Japan had to commit war machinery to the home islands as a result.
Yes and this was an important outcome from the raid, but the piercing of the psyche of the Japanese military and their leaders was of the highest importance not to mention the rallying effect it on our forces and nation.
To put it in perspective if I remember correctly we dropped approximately 1/1000th of the ordnance as a standard B-29 raid package put on Tokyo in a day at the end of the war.

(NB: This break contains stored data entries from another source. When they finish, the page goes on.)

//! Snapshot-based undo/redo over the page collection.
//!
//! Each entry is a full copy of every page. Incremental edits (drag, resize,
//! typing) arriving within the quiescence window share the entry opened by
//! the first of them, so one drag is one undo step rather than one per
//! pointer move.

use std::collections::VecDeque;

use serde::{Deserialize, Serialize};

use crate::page::{without_selection, Page};
use crate::{CanvasError, CanvasResult};

/// Incremental edits closer together than this share one history entry.
pub const QUIESCENCE_WINDOW_MS: u64 = 2000;

/// Default maximum number of undo entries kept.
pub const DEFAULT_HISTORY_LIMIT: usize = 100;

/// How an action participates in history batching.
#[derive(Debug, Clone, Copy, PartialEq, Eq, Serialize, Deserialize)]
#[serde(rename_all = "lowercase")]
pub enum Checkpoint {
    /// Always opens a new entry (deletes, page structure changes).
    Atomic,
    /// Opens a new entry only after the quiescence window has elapsed.
    Incremental,
}

/// Undo/redo stacks plus the batching clock.
#[derive(Debug, Clone, PartialEq, Serialize, Deserialize)]
#[serde(rename_all = "camelCase")]
pub struct History {
    past: Vec<Vec<Page>>,
    future: VecDeque<Vec<Page>>,
    last_update_at: Option<u64>,
    window_ms: u64,
    limit: usize,
}

impl Default for History {
    fn default() -> Self {
        Self::new()
    }
}

impl History {
    /// Create empty history with the default window and depth.
    #[must_use]
    pub fn new() -> Self {
        Self::with_config(QUIESCENCE_WINDOW_MS, DEFAULT_HISTORY_LIMIT)
    }

    /// Create empty history with a custom quiescence window and depth.
    #[must_use]
    pub fn with_config(window_ms: u64, limit: usize) -> Self {
        Self {
            past: Vec::new(),
            future: VecDeque::new(),
            last_update_at: None,
            window_ms,
            limit: limit.max(1),
        }
    }

    /// Snapshots available to undo, oldest first.
    #[must_use]
    pub fn past(&self) -> &[Vec<Page>] {
        &self.past
    }

    /// Snapshots available to redo, next first.
    #[must_use]
    pub fn future(&self) -> &VecDeque<Vec<Page>> {
        &self.future
    }

    /// Timestamp (ms) of the last entry push, if any since the last reset.
    #[must_use]
    pub const fn last_update_at(&self) -> Option<u64> {
        self.last_update_at
    }

    /// Whether there is anything to undo.
    #[must_use]
    pub fn can_undo(&self) -> bool {
        !self.past.is_empty()
    }

    /// Whether there is anything to redo.
    #[must_use]
    pub fn can_redo(&self) -> bool {
        !self.future.is_empty()
    }

    /// Record that `current` is about to be mutated at `now` (ms).
    ///
    /// Pushes a snapshot of `current` when the checkpoint is atomic or the
    /// window has elapsed. Redo is invalidated either way. Returns whether a
    /// snapshot was pushed.
    pub fn record(&mut self, current: &[Page], checkpoint: Checkpoint, now: u64) -> bool {
        self.future.clear();

        let window_elapsed = self
            .last_update_at
            .map_or(true, |last| now.saturating_sub(last) > self.window_ms);
        if checkpoint == Checkpoint::Incremental && !window_elapsed {
            return false;
        }

        self.push_past(without_selection(current));
        self.last_update_at = Some(now);
        true
    }

    fn push_past(&mut self, snapshot: Vec<Page>) {
        self.past.push(snapshot);
        if self.past.len() > self.limit {
            self.past.remove(0);
        }
    }

    /// Step back. Returns the pages to restore, or `None` if there is nothing to undo.
    ///
    /// # Errors
    ///
    /// Returns [`CanvasError::CorruptHistory`] if the popped snapshot holds
    /// no pages; the entry is discarded and `current` must be kept.
    pub fn undo(&mut self, current: &[Page]) -> CanvasResult<Option<Vec<Page>>> {
        let Some(snapshot) = self.past.pop() else {
            return Ok(None);
        };
        self.last_update_at = None;
        validate_snapshot(&snapshot)?;
        self.future.push_front(without_selection(current));
        Ok(Some(snapshot))
    }

    /// Step forward. Returns the pages to restore, or `None` if there is nothing to redo.
    ///
    /// # Errors
    ///
    /// Returns [`CanvasError::CorruptHistory`] if the snapshot holds no
    /// pages; the entry is discarded and `current` must be kept.
    pub fn redo(&mut self, current: &[Page]) -> CanvasResult<Option<Vec<Page>>> {
        let Some(snapshot) = self.future.pop_front() else {
            return Ok(None);
        };
        self.last_update_at = None;
        validate_snapshot(&snapshot)?;
        self.push_past(without_selection(current));
        Ok(Some(snapshot))
    }

    /// Rewrite every stored snapshot in place. Does not touch the clock.
    pub(crate) fn for_each_snapshot_mut(&mut self, mut f: impl FnMut(&mut [Page])) {
        for snapshot in self.past.iter_mut().chain(self.future.iter_mut()) {
            f(snapshot);
        }
    }

    /// Drop every entry and reset the batching clock.
    pub fn clear(&mut self) {
        self.past.clear();
        self.future.clear();
        self.last_update_at = None;
    }
}

fn validate_snapshot(snapshot: &[Page]) -> CanvasResult<()> {
    if snapshot.is_empty() {
        tracing::warn!("Discarding history snapshot with no pages");
        return Err(CanvasError::CorruptHistory(
            "snapshot contains no pages".to_string(),
        ));
    }
    Ok(())
}

#[cfg(test)]
mod tests {
    use super::*;

    fn pages(names: &[&str]) -> Vec<Page> {
        names.iter().map(|n| Page::new(*n)).collect()
    }

    #[test]
    fn test_incremental_edits_batch_within_window() {
        let mut history = History::new();
        let current = pages(&["Page 1"]);

        assert!(history.record(&current, Checkpoint::Incremental, 0));
        assert!(!history.record(&current, Checkpoint::Incremental, 500));
        assert!(!history.record(&current, Checkpoint::Incremental, 2000));
        assert!(history.record(&current, Checkpoint::Incremental, 2001));
        assert_eq!(history.past().len(), 2);
    }

    #[test]
    fn test_atomic_always_pushes() {
        let mut history = History::new();
        let current = pages(&["Page 1"]);
        assert!(history.record(&current, Checkpoint::Atomic, 0));
        assert!(history.record(&current, Checkpoint::Atomic, 1));
        assert_eq!(history.past().len(), 2);
        assert_eq!(history.last_update_at(), Some(1));
    }

    #[test]
    fn test_undo_redo_move_snapshots() {
        let mut history = History::new();
        let before = pages(&["Page 1"]);
        let after = pages(&["Page 1", "Page 2"]);
        history.record(&before, Checkpoint::Atomic, 0);

        let restored = history.undo(&after).expect("ok").expect("entry");
        assert_eq!(restored, before);
        assert_eq!(history.future().front(), Some(&after));

        let redone = history.redo(&restored).expect("ok").expect("entry");
        assert_eq!(redone, after);
        assert_eq!(history.past().last(), Some(&before));
        assert!(!history.can_redo());
    }

    #[test]
    fn test_empty_stacks_are_noops() {
        let mut history = History::new();
        let current = pages(&["Page 1"]);
        assert!(history.undo(&current).expect("ok").is_none());
        assert!(history.redo(&current).expect("ok").is_none());
    }

    #[test]
    fn test_record_clears_future() {
        let mut history = History::new();
        let current = pages(&["Page 1"]);
        history.record(&current, Checkpoint::Atomic, 0);
        let _ = history.undo(&current).expect("ok");
        assert!(history.can_redo());

        history.record(&current, Checkpoint::Incremental, 10);
        assert!(!history.can_redo());
    }

    #[test]
    fn test_undo_resets_batching_clock() {
        let mut history = History::new();
        let current = pages(&["Page 1"]);
        history.record(&current, Checkpoint::Atomic, 0);
        history.record(&current, Checkpoint::Atomic, 10);
        let _ = history.undo(&current).expect("ok");
        assert!(history.last_update_at().is_none());
        assert!(history.record(&current, Checkpoint::Incremental, 20));
    }

    #[test]
    fn test_corrupt_snapshot_discarded() {
        let mut history = History::new();
        let current = pages(&["Page 1"]);
        history.past.push(Vec::new());

        let result = history.undo(&current);
        assert!(matches!(result, Err(CanvasError::CorruptHistory(_))));
        assert!(!history.can_undo());
        assert!(!history.can_redo());
    }

    #[test]
    fn test_limit_drops_oldest() {
        let mut history = History::with_config(QUIESCENCE_WINDOW_MS, 3);
        for i in 0..5 {
            let name = format!("v{i}");
            let current = pages(&[name.as_str()]);
            history.record(&current, Checkpoint::Atomic, i);
        }
        assert_eq!(history.past().len(), 3);
        assert_eq!(history.past()[0][0].name, "v2");
    }

    #[test]
    fn test_redo_respects_limit() {
        let mut history = History::with_config(QUIESCENCE_WINDOW_MS, 2);
        let current = pages(&["Page 1"]);
        history.record(&current, Checkpoint::Atomic, 0);
        history.record(&current, Checkpoint::Atomic, 1);
        // future longer than the room left in past
        for name in ["r1", "r2", "r3"] {
            history.future.push_back(pages(&[name]));
        }

        for _ in 0..3 {
            history.redo(&current).expect("ok").expect("entry");
            assert!(history.past().len() <= 2);
        }
        assert!(!history.can_redo());
    }
}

As a former Army officer and student of military history it remains one of the greatest chapters in warfare in my humble opinion. Amazing men, an audacious plan and idea, and a huge rallying cry (like the Alamo) for a nation and military that desperately needed one.
“To put it in perspective if I remember correctly we dropped approximately 1/1000th of the ordnance as a standard B-29 raid package put on Tokyo in a day at the end of the war.”
Probably. A B-29 payload was 16,000 lbs. B-25 maximum bomb load was 3,000 lbs and the Doolittle raiders went lighter than that.
The Navy’s Pacific War grand strategy was designed around securing airstrips close enough to Japan’s home islands to bomb them at will with the not-yet-built B-29 bombers. Saipan, Tinian and Guam in the Marianas were all B-29 bases.
The Mariana B-29 airfields were vulnerable to attack from planes based on Iwo Jima which is one reason there was a battle for that island.